▶ [TASK TO CARRY OUT]
Copy out the listing beneath, missing nothing.

● ● ● ● ●

//! Expression keyframe sampling for discrete clips.

use crate::clip::ExpressionMetadata;
use crate::sampling::sample_expression;

/// Host sink for named expression (blend shape) weights.
pub trait ExpressionTarget {
    fn set_expression(&mut self, channel: &str, weight: f32);
}

/// Samples the expression channels of the active discrete clip once per frame.
///
/// Channels written while a clip was active are reset to 0 once no clip carries
/// them, so a finished gesture never leaves a face stuck mid-expression.
#[derive(Debug, Default)]
pub struct ExpressionKeyframeSampler {
    touched: Vec<String>,
}

impl ExpressionKeyframeSampler {
    pub fn new() -> Self {
        Self::default()
    }

    /// Write every channel in `active` at its clip time; `None` clears the
    /// channels touched previously.
    pub fn apply(
        &mut self,
        active: Option<(&ExpressionMetadata, f32)>,
        target: &mut dyn ExpressionTarget,
    ) {
        let mut written: Vec<String> = Vec::new();
        if let Some((meta, time)) = active {
            for track in &meta.tracks {
                if let Some(value) = sample_expression(&track.keys, time) {
                    target.set_expression(&track.channel, value);
                    written.push(track.channel.clone());
                }
            }
        }
        for stale in self.touched.iter().filter(|c| !written.contains(c)) {
            target.set_expression(stale, 0.0);
        }
        self.touched = written;
    }

    /// Channels written on the last `apply`.
    pub fn touched(&self) -> &[String] {
        &self.touched
    }

    pub fn reset(&mut self, target: &mut dyn ExpressionTarget) {
        self.apply(None, target);
    }
}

● ● ● ● ●

▶ [RESULT FOR THIS EXERCISE]
//! Expression keyframe sampling for discrete clips.

use crate::clip::ExpressionMetadata;
use crate::sampling::sample_expression;

/// Host sink for named expression (blend shape) weights.
pub trait ExpressionTarget {
    fn set_expression(&mut self, channel: &str, weight: f32);
}

/// Samples the expression channels of the active discrete clip once per frame.
///
/// Channels written while a clip was active are reset to 0 once no clip carries
/// them, so a finished gesture never leaves a face stuck mid-expression.
#[derive(Debug, Default)]
pub struct ExpressionKeyframeSampler {
    touched: Vec<String>,
}

impl ExpressionKeyframeSampler {
    pub fn new() -> Self {
        Self::default()
    }

    /// Write every channel in `active` at its clip time; `None` clears the
    /// channels touched previously.
    pub fn apply(
        &mut self,
        active: Option<(&ExpressionMetadata, f32)>,
        target: &mut dyn ExpressionTarget,
    ) {
        let mut written: Vec<String> = Vec::new();
        if let Some((meta, time)) = active {
            for track in &meta.tracks {
                if let Some(value) = sample_expression(&track.keys, time) {
                    target.set_expression(&track.channel, value);
                    written.push(track.channel.clone());
                }
            }
        }
        for stale in self.touched.iter().filter(|c| !written.contains(c)) {
            target.set_expression(stale, 0.0);
        }
        self.touched = written;
    }

    /// Channels written on the last `apply`.
    pub fn touched(&self) -> &[String] {
        &self.touched
    }

    pub fn reset(&mut self, target: &mut dyn ExpressionTarget) {
        self.apply(None, target);
    }
}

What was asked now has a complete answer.